Our goal is to meet students where they are and take our lead from them. We will support all the students in our care and provide them with the right level of challenge – and the right level of support. Their natural curiosity and desire to learn about the world will often do the rest.
Revisiting the Past
History is more than just memorizing facts – it’s a powerful tool to understand our world and who we are. At Dearborn, we believe that history is a living and breathing discipline. We try to connect history to the everyday lives of our students using re-reenactments, primary sources and discussions with people who actually experienced events to foster our students’ understanding.
We teach history and social studies four times a week in 40-minute periods. We work in small groups, no larger than nine students, with two teachers per class. In the Elementary School, we cover early American history, North American and world geography and map skills. Middle school students learn world history and geography, early and modern American history, economics, civics and map skills. Both programs follow a two-year rotation of topics in accordance with the Massachusetts Curriculum Frameworks.

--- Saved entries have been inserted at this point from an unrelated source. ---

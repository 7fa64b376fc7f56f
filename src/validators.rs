//! Input validators and normalizers
//!
//! Pure parsing helpers used by the onboarding flow. Numeric parsing is
//! deliberately parse-only: any integer age and any float measurement are
//! accepted, and the re-prompt replies depend on that.

use once_cell::sync::Lazy;
use regex::Regex;
use std::collections::HashMap;

/// Known city spellings collapsed to a canonical display name
static CITY_ALIASES: Lazy<HashMap<&'static str, &'static str>> = Lazy::new(|| {
    HashMap::from([
        ("bengaluru", "Bangalore"),
        ("bangalore", "Bangalore"),
        ("bombay", "Mumbai"),
        ("mumbai", "Mumbai"),
        ("madras", "Chennai"),
        ("chennai", "Chennai"),
        ("delhi", "Delhi"),
        ("new delhi", "Delhi"),
    ])
});

/// Relation keywords collapsed to a category
static RELATION_KEYWORDS: Lazy<HashMap<&'static str, &'static str>> = Lazy::new(|| {
    HashMap::from([
        ("brother", "Sibling"),
        ("sister", "Sibling"),
        ("sibling", "Sibling"),
        ("mom", "Parent"),
        ("mother", "Parent"),
        ("mum", "Parent"),
        ("dad", "Parent"),
        ("father", "Parent"),
        ("husband", "Spouse"),
        ("wife", "Spouse"),
        ("spouse", "Spouse"),
        ("friend", "Friend"),
        ("buddy", "Friend"),
    ])
});

const CANONICAL_RELATIONS: &[&str] = &["Spouse", "Parent", "Sibling", "Friend"];

static NON_LETTERS: Lazy<Regex> = Lazy::new(|| Regex::new(r"[^a-zA-Z]").unwrap());

/// Integer parse of trimmed input. No range bound is enforced.
pub fn parse_age(text: &str) -> Option<i64> {
    text.trim().parse::<i64>().ok()
}

/// Float parse of trimmed input (height/weight). No positivity check;
/// see DESIGN.md for the recorded decision.
pub fn parse_measurement(text: &str) -> Option<f64> {
    text.trim().parse::<f64>().ok().filter(|v| v.is_finite())
}

/// Title-case each whitespace-separated word, lowering the rest.
pub fn title_case(text: &str) -> String {
    text.split_whitespace()
        .map(|word| {
            let mut chars = word.chars();
            match chars.next() {
                Some(first) => {
                    first.to_uppercase().collect::<String>() + &chars.as_str().to_lowercase()
                }
                None => String::new(),
            }
        })
        .collect::<Vec<_>>()
        .join(" ")
}

/// Case-insensitive alias lookup; unknown cities are title-cased verbatim.
pub fn normalize_city(city: &str) -> String {
    let key = city.trim().to_lowercase();
    match CITY_ALIASES.get(key.as_str()) {
        Some(canonical) => (*canonical).to_string(),
        None => title_case(city.trim()),
    }
}

/// Normalize a relation word to one of Spouse/Parent/Sibling/Friend/Other.
///
/// Non-letters are stripped before the keyword lookup so "bro-in-law" style
/// punctuation does not defeat it. Input that already title-cases to a
/// canonical category is kept as-is.
pub fn normalize_relation(raw: &str) -> String {
    let key = NON_LETTERS.replace_all(raw, "").to_lowercase();
    if let Some(category) = RELATION_KEYWORDS.get(key.as_str()) {
        return (*category).to_string();
    }
    let titled = title_case(raw.trim());
    if CANONICAL_RELATIONS.contains(&titled.as_str()) {
        titled
    } else {
        "Other".to_string()
    }
}

#[cfg(test)]
mod tests {
    use super::*;

    #[test]
    fn age_parses_integers_only() {
        assert_eq!(parse_age(" 29 "), Some(29));
        assert_eq!(parse_age("abc"), None);
        assert_eq!(parse_age("29.5"), None);
    }

    #[test]
    fn measurement_parses_floats() {
        assert_eq!(parse_measurement("165"), Some(165.0));
        assert_eq!(parse_measurement(" 60.5 "), Some(60.5));
        assert_eq!(parse_measurement("tall"), None);
    }

    #[test]
    fn measurement_accepts_non_positive_values() {
        // No domain-range validation at the parser; BMI guards division.
        assert_eq!(parse_measurement("-5"), Some(-5.0));
        assert_eq!(parse_measurement("0"), Some(0.0));
    }

    #[test]
    fn city_aliases_collapse() {
        assert_eq!(normalize_city("Bengaluru"), "Bangalore");
        assert_eq!(normalize_city("bangalore"), "Bangalore");
        assert_eq!(normalize_city("BANGALORE"), "Bangalore");
        assert_eq!(normalize_city("bombay"), "Mumbai");
        assert_eq!(normalize_city("  new delhi "), "Delhi");
    }

    #[test]
    fn unknown_city_is_title_cased() {
        assert_eq!(normalize_city("pune"), "Pune");
        assert_eq!(normalize_city("navi mumbai east"), "Navi Mumbai East");
    }

    #[test]
    fn relation_keywords_map_to_categories() {
        assert_eq!(normalize_relation("brother"), "Sibling");
        assert_eq!(normalize_relation("Mother"), "Parent");
        assert_eq!(normalize_relation("WIFE"), "Spouse");
        assert_eq!(normalize_relation("buddy"), "Friend");
    }

    #[test]
    fn relation_strips_non_letters() {
        assert_eq!(normalize_relation(" bro ther! "), "Sibling");
        assert_eq!(normalize_relation("father."), "Parent");
    }

    #[test]
    fn canonical_relation_passes_through() {
        assert_eq!(normalize_relation("Friend"), "Friend");
        assert_eq!(normalize_relation("spouse"), "Spouse");
    }

    #[test]
    fn unrecognized_relation_is_other() {
        assert_eq!(normalize_relation("neighbour"), "Other");
        assert_eq!(normalize_relation("123"), "Other");
        assert_eq!(normalize_relation(""), "Other");
    }

    #[test]
    fn title_case_handles_mixed_input() {
        assert_eq!(title_case("alice"), "Alice");
        assert_eq!(title_case("rAJ kUMAR"), "Raj Kumar");
        assert_eq!(title_case(""), "");
    }
}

Assignments include research projects, presentations, games, discussions and debates. We also use periodic quizzes and tests to assess knowledge and improve test-taking skills.
History Comes Alive
We take extra steps for our students to internalize history and social studies concepts with experiential learning projects and history-related field trips.
For example, when studying the lead-up to the American Revolution, one class spent a day using chips as currency. A tax collector took away the currency, leaving some students with more than others—and those who ran out entirely were sent to “gaol.” By connecting their own outrage with the outrage of the American colonists, students came to understand the meaning of taxation without representation.

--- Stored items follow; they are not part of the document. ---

//! Knowledge Hub fetchers
//!
//! Two independent read-only lookups: PubMed E-utilities and
//! ClinicalTrials.gov. Each call is best-effort with a short timeout and
//! degrades to a fixed placeholder; neither failure affects the other and
//! nothing is retried.

use once_cell::sync::Lazy;
use regex::Regex;
use serde_json::Value;
use std::time::Duration;
use tracing::{debug, warn};

const PUBMED_BASE: &str = "https://eutils.ncbi.nlm.nih.gov/entrez/eutils";
const TRIALS_BASE: &str = "https://clinicaltrials.gov/api/query/study_fields";

const DEFAULT_PUBMED_QUERY: &str = "Wegovy AND Novo Nordisk AND obesity";
const DEFAULT_TRIALS_QUERY: &str = "Wegovy Novo Nordisk";
const MAX_RESULTS: usize = 3;

static ARTICLE_TITLE: Lazy<Regex> =
    Lazy::new(|| Regex::new(r"(?s)<ArticleTitle[^>]*>(.*?)</ArticleTitle>").unwrap());

/// Client for the external literature/trials services
pub struct KnowledgeHub {
    client: reqwest::Client,
}

impl Default for KnowledgeHub {
    fn default() -> Self {
        Self::new()
    }
}

impl KnowledgeHub {
    pub fn new() -> Self {
        let client = reqwest::Client::builder()
            .timeout(Duration::from_secs(10))
            .build()
            .unwrap_or_default();
        Self { client }
    }

    /// Recent PubMed article titles with links, or a placeholder line.
    pub async fn fetch_pubmed(&self) -> Vec<String> {
        let pmids = match self.search_pubmed_ids(DEFAULT_PUBMED_QUERY).await {
            Ok(ids) => ids,
            Err(err) => {
                warn!("PubMed search failed: {err}");
                return vec!["⚠️ PubMed fetch failed.".to_string()];
            }
        };

        let mut articles = Vec::new();
        for pmid in pmids.iter().take(MAX_RESULTS) {
            match self.fetch_article_title(pmid).await {
                Ok(Some(title)) => {
                    articles.push(format!(
                        "• {title}\n🔗 https://pubmed.ncbi.nlm.nih.gov/{pmid}/"
                    ));
                }
                Ok(None) => debug!("PubMed article {pmid} had no title"),
                Err(err) => debug!("PubMed efetch failed for {pmid}: {err}"),
            }
        }

        if articles.is_empty() {
            vec!["⚠️ No PubMed results.".to_string()]
        } else {
            articles
        }
    }

    async fn search_pubmed_ids(&self, query: &str) -> anyhow::Result<Vec<String>> {
        let url = format!("{PUBMED_BASE}/esearch.fcgi");
        let body: Value = self
            .client
            .get(&url)
            .query(&[
                ("db", "pubmed"),
                ("term", query),
                ("retmax", &MAX_RESULTS.to_string()),
                ("retmode", "json"),
            ])
            .send()
            .await?
            .json()
            .await?;

        let ids = body["esearchresult"]["idlist"]
            .as_array()
            .map(|list| {
                list.iter()
                    .filter_map(|id| id.as_str().map(str::to_string))
                    .collect()
            })
            .unwrap_or_default();
        Ok(ids)
    }

    async fn fetch_article_title(&self, pmid: &str) -> anyhow::Result<Option<String>> {
        let url = format!("{PUBMED_BASE}/efetch.fcgi");
        let xml = self
            .client
            .get(&url)
            .query(&[("db", "pubmed"), ("id", pmid), ("retmode", "xml")])
            .send()
            .await?
            .text()
            .await?;
        Ok(extract_article_title(&xml))
    }

    /// Matching clinical trials with condition/status, or a placeholder.
    pub async fn fetch_clinical_trials(&self) -> Vec<String> {
        let response = self
            .client
            .get(TRIALS_BASE)
            .query(&[
                ("expr", DEFAULT_TRIALS_QUERY),
                ("fields", "BriefTitle,Condition,OverallStatus,URL"),
                ("min_rnk", "1"),
                ("max_rnk", &MAX_RESULTS.to_string()),
                ("fmt", "json"),
            ])
            .send()
            .await;

        let body: Value = match response {
            Ok(resp) => match resp.json().await {
                Ok(body) => body,
                Err(err) => {
                    warn!("ClinicalTrials.gov response malformed: {err}");
                    return vec!["⚠️ ClinicalTrials.gov fetch failed.".to_string()];
                }
            },
            Err(err) => {
                warn!("ClinicalTrials.gov fetch failed: {err}");
                return vec!["⚠️ ClinicalTrials.gov fetch failed.".to_string()];
            }
        };

        let trials = format_trials(&body);
        if trials.is_empty() {
            vec!["⚠️ No clinical trials found.".to_string()]
        } else {
            trials
        }
    }
}

fn extract_article_title(xml: &str) -> Option<String> {
    ARTICLE_TITLE
        .captures(xml)
        .and_then(|caps| caps.get(1))
        .map(|m| m.as_str().trim().to_string())
        .filter(|title| !title.is_empty())
}

fn format_trials(body: &Value) -> Vec<String> {
    let studies = body["StudyFieldsResponse"]["StudyFields"]
        .as_array()
        .cloned()
        .unwrap_or_default();

    studies
        .iter()
        .map(|study| {
            let first = |field: &str| {
                study[field]
                    .as_array()
                    .and_then(|values| values.first())
                    .and_then(Value::as_str)
                    .unwrap_or("")
                    .to_string()
            };
            let title = {
                let t = first("BriefTitle");
                if t.is_empty() {
                    "No title".to_string()
                } else {
                    t
                }
            };
            format!(
                "• {title}\nCondition: {} | Status: {}\n🔗 {}",
                first("Condition"),
                first("OverallStatus"),
                first("URL")
            )
        })
        .collect()
}

#[cfg(test)]
mod tests {
    use super::*;

    #[test]
    fn article_title_extracted_from_xml() {
        let xml = r#"<PubmedArticle><Article><ArticleTitle>Semaglutide outcomes in adults.</ArticleTitle></Article></PubmedArticle>"#;
        assert_eq!(
            extract_article_title(xml).as_deref(),
            Some("Semaglutide outcomes in adults.")
        );
    }

    #[test]
    fn missing_title_yields_none() {
        assert!(extract_article_title("<PubmedArticle/>").is_none());
        assert!(extract_article_title("<ArticleTitle></ArticleTitle>").is_none());
    }

    #[test]
    fn trials_formatted_from_study_fields() {
        let body = serde_json::json!({
            "StudyFieldsResponse": {
                "StudyFields": [
                    {
                        "BriefTitle": ["A Study of Semaglutide"],
                        "Condition": ["Obesity"],
                        "OverallStatus": ["Recruiting"],
                        "URL": ["https://clinicaltrials.gov/study/NCT001"]
                    }
                ]
            }
        });
        let trials = format_trials(&body);
        assert_eq!(trials.len(), 1);
        assert!(trials[0].contains("A Study of Semaglutide"));
        assert!(trials[0].contains("Condition: Obesity | Status: Recruiting"));
    }

    #[test]
    fn empty_study_fields_formats_to_nothing() {
        let body = serde_json::json!({});
        assert!(format_trials(&body).is_empty());
    }

    #[test]
    fn untitled_study_gets_placeholder_title() {
        let body = serde_json::json!({
            "StudyFieldsResponse": { "StudyFields": [ { "Condition": ["Obesity"] } ] }
        });
        let trials = format_trials(&body);
        assert!(trials[0].contains("No title"));
    }
}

Our assignments are frequently project-based. Some students have created their own plays based on historical events, while others have written patriotic songs. Many have written letters to various presidents, past and present, about historical events. One student even constructed a sample telegraph in woodshop to go along with her research project on important American inventions.
Many of our students have never explored Massachusetts historical sites first-hand, so field trips are much-appreciated excursions. Some of our most popular class trips have included State House tours, Freedom Trail walks, visits to Concord, Lexington and Salem, the interactive TOMB experience, which explores Ancient Egypt, the Museum of African American History and Plimoth Plantation.
To meet our students’ individual needs, teachers adapt instruction, note-taking, and work expectations to different skill levels. Those students who show interest in certain topics are offered supplementary activities, including research projects and related books.
History is full of gifts. It is especially important for our students to understand the idea of change and the many different ways that change occurs, so that they can decide how to manage or create change in their own lives in the present and for the future.
Learning a Foreign Language
The Spanish Program at Dearborn Academy provides Spanish language instruction and an introduction to Spanish culture for our elementary/middle school students. Our Spanish teacher Maria Landaverde – trained in both foreign language instruction and special education – understands the unique needs of students with learning differences.
The Spanish teacher has created a Language Lab at Dearborn Academy using Chromebooks to support self-paced learning for each student. They take Spanish I/Intro to Spanish according to the Massachusetts Curriculum Frameworks standards for Foreign Language.
The program provides a wonderful learning opportunity for all students and is especially beneficial for those who someday plan to apply to college. Graduates of 766 schools usually have to waive their foreign language requirement. Thanks to our Spanish Language Program, students attending Dearborn Academy will no longer have to request a waiver but instead will use their credits.